All my family (
including the dog) left yesterday for fun at
the cottage. I needed to stay behind because, well, part of running our own business means we don't often get to leave town together for any extended period of time. (I remember that from my childhood, when my parents ran their art gallery. We took very few family vacations, and when we did they were crazy whirlwind events where we crammed in as many Eastern states and museums as possible.)

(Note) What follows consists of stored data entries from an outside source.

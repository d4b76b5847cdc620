use common::Point;

/// Cumulative sums of x, y, x·y and x² over a point sequence.
///
/// Each vector has `N + 1` entries: index 0 is zero and index `k` holds the
/// sum over the first `k` points, so any interval sum is one subtraction.
///
/// All sums are `f64`. For integer coordinates the results stay exact while
/// Σx² and |Σxy| remain below 2^53 (about 9.007e15); beyond that, or for large
/// fractional magnitudes, interval sums lose low-order digits through
/// cancellation. Shift `x` toward zero (e.g. bar index instead of epoch
/// seconds) when feeding long or far-from-origin series.
#[derive(Debug, Clone, PartialEq)]
pub struct PrefixSums {
    x: Vec<f64>,
    y: Vec<f64>,
    xy: Vec<f64>,
    xx: Vec<f64>,
}

/// Sufficient statistics of the points `i..=j`.
#[derive(Debug, Clone, Copy, PartialEq, Default)]
pub struct IntervalStats {
    pub count: usize,
    pub sum_x: f64,
    pub sum_y: f64,
    pub sum_xy: f64,
    pub sum_xx: f64,
}

impl PrefixSums {
    pub fn new(points: &[Point]) -> Self {
        let n = points.len();
        let mut sums = Self {
            x: Vec::with_capacity(n + 1),
            y: Vec::with_capacity(n + 1),
            xy: Vec::with_capacity(n + 1),
            xx: Vec::with_capacity(n + 1),
        };
        let (mut x, mut y, mut xy, mut xx) = (0.0, 0.0, 0.0, 0.0);
        sums.push(x, y, xy, xx);
        for p in points {
            x += p.x;
            y += p.y;
            xy += p.x * p.y;
            xx += p.x * p.x;
            sums.push(x, y, xy, xx);
        }
        sums
    }

    fn push(&mut self, x: f64, y: f64, xy: f64, xx: f64) {
        self.x.push(x);
        self.y.push(y);
        self.xy.push(xy);
        self.xx.push(xx);
    }

    /// Number of points summed (N).
    pub fn len(&self) -> usize {
        self.x.len() - 1
    }

    pub fn is_empty(&self) -> bool {
        self.len() == 0
    }

    /// Statistics for the 1-based inclusive interval `i..=j`.
    pub fn interval(&self, i: usize, j: usize) -> IntervalStats {
        debug_assert!(1 <= i && i <= j && j <= self.len(), "bad interval {i}..={j}");
        IntervalStats {
            count: j - i + 1,
            sum_x: self.x[j] - self.x[i - 1],
            sum_y: self.y[j] - self.y[i - 1],
            sum_xy: self.xy[j] - self.xy[i - 1],
            sum_xx: self.xx[j] - self.xx[i - 1],
        }
    }

    pub fn x(&self) -> &[f64] {
        &self.x
    }

    pub fn y(&self) -> &[f64] {
        &self.y
    }

    pub fn xy(&self) -> &[f64] {
        &self.xy
    }

    pub fn xx(&self) -> &[f64] {
        &self.xx
    }
}
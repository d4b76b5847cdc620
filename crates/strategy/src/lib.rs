pub mod config;
pub mod indicators;
pub mod registry;

pub use config::{DetectorConfig, DetectorFileConfig};
pub use indicators::{FlagIndicator, FlagParams, FlagVerdict};
pub use registry::{DetectorRegistry, DetectorReport};

use common::Bar;

/// All pattern detectors must satisfy this trait.
pub trait Detector: Send + Sync {
    /// Human-readable name of this detector instance.
    fn name(&self) -> &str;

    /// The symbol this detector watches (e.g. "AAPL").
    fn symbol(&self) -> &str;

    /// How many of the most recent bars `evaluate` looks at.
    fn lookback(&self) -> usize;

    /// Judge the latest bars (oldest first).
    fn evaluate(&self, bars: &[Bar]) -> FlagVerdict;
}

It's very quiet here. It's especially strange not to have the dog in the house. At least
last year when I had to stay behind Chipper greeted me at the door in a frenzy of joy every day and gave me a sense of routine. It occurred to me at work that if I didn't bother to go home at the end of the day it didn't matter and no one would know or care. That's weird. And I didn't realize how many habits the dog had shaped in me until he wasn't underfoot. When I was cleaning out the fridge I could leave an open garbage bag on the floor, and I can run out the door for a moment without worrying the dog may get out if I'm not careful. It sounds silly, I'm sure, but it's a peculiar level of freedom I'm not used to.

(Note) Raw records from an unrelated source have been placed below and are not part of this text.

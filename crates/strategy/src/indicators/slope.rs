//! Slope comparison helpers.
//!
//! The flag check uses [`angle_between_slopes`]. The tolerance checks and
//! [`naive_slope`] are standalone utilities for callers writing their own
//! trend rules; no detector calls them.

/// Angle in degrees between the lines `y = slope1 * x` and `y = slope2 * x`.
///
/// Uses the dot product of the direction vectors `(1, slope1)` and
/// `(1, slope2)`. The cosine is clamped to `[-1, 1]` so rounding never pushes
/// `acos` out of its domain. The result lies in `[0, 180)`.
pub fn angle_between_slopes(slope1: f64, slope2: f64) -> f64 {
    let magnitudes = (1.0 + slope1 * slope1).sqrt() * (1.0 + slope2 * slope2).sqrt();
    let dot_product = 1.0 + slope1 * slope2;
    clean_cos(dot_product / magnitudes).acos().to_degrees()
}

fn clean_cos(cos_angle: f64) -> f64 {
    cos_angle.clamp(-1.0, 1.0)
}

/// True when `a` and `b` differ by less than `tolerance` relative to each of them.
pub fn within_percent_tolerance(a: f64, b: f64, tolerance: f64) -> bool {
    ((a - b) / a).abs() < tolerance && ((b - a) / b).abs() < tolerance
}

pub fn within_absolute_tolerance(a: f64, b: f64, tolerance: f64) -> bool {
    (a - b).abs() < tolerance
}

/// Crude trend estimate: distance of the latest value from the window mean,
/// spread over `lookback` bars. Returns `None` for an empty window or zero lookback.
pub fn naive_slope(values: &[f64], lookback: usize) -> Option<f64> {
    let last = *values.last()?;
    if lookback == 0 {
        return None;
    }
    let mean = values.iter().sum::<f64>() / values.len() as f64;
    Some((last - mean) / lookback as f64)
}
use common::Segment;

use crate::cost::CostTable;
use crate::partition::Partition;

/// Rebuild the optimal segments from the recorded choices.
///
/// Walks back from `j = N` through `choice[j]`, then returns the segments left
/// to right. Ranges are contiguous and cover `1..=N` exactly once.
pub fn extract(partition: &Partition, table: &CostTable) -> Vec<Segment> {
    let choice = partition.choice();
    let mut segments = Vec::new();
    let mut j = partition.len();

    while j > 0 {
        let i = choice[j];
        let entry = table.get(i, j);
        segments.push(Segment {
            start: i,
            end: j,
            slope: entry.slope,
            intercept: entry.intercept,
            sqerr: entry.sqerr,
        });
        j = i - 1;
    }

    segments.reverse();
    segments
}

I had high hopes for both writing and
violin making during all this uninterrupted free time, but I've fallen into a lot of cleaning instead. The house has gotten completely away from me lately, and to straighten up a room and have it stay that way is sort of exciting. (Because I am old and my idea of exciting is very sad.) Being in my house right now reminds me of a time when I visited a friend who had no kids and I watched her put her keys on a table and it struck me that in her world, those keys would still be there when she went back later. No little hands were rearranging random items as part of some endless game that threatened her sanity as a byproduct. I marveled that I ever lived in such a world and never appreciated it. But now I straighten up a room and when I walk through it the next day
it's still clean. Trippy.
Something I was not expecting to do was relive memories of Ian's deployments. But while I was cleaning up a couple of rooms downstairs tonight I was listening to the radio and Terry Gross did an interview on
Fresh Air with a writer named Angela Ricketts who has
a memoir out about her experiences at home with three kids during her husband's deployments. She lived through eight of them. Eight. I only had to get through two and that was plenty.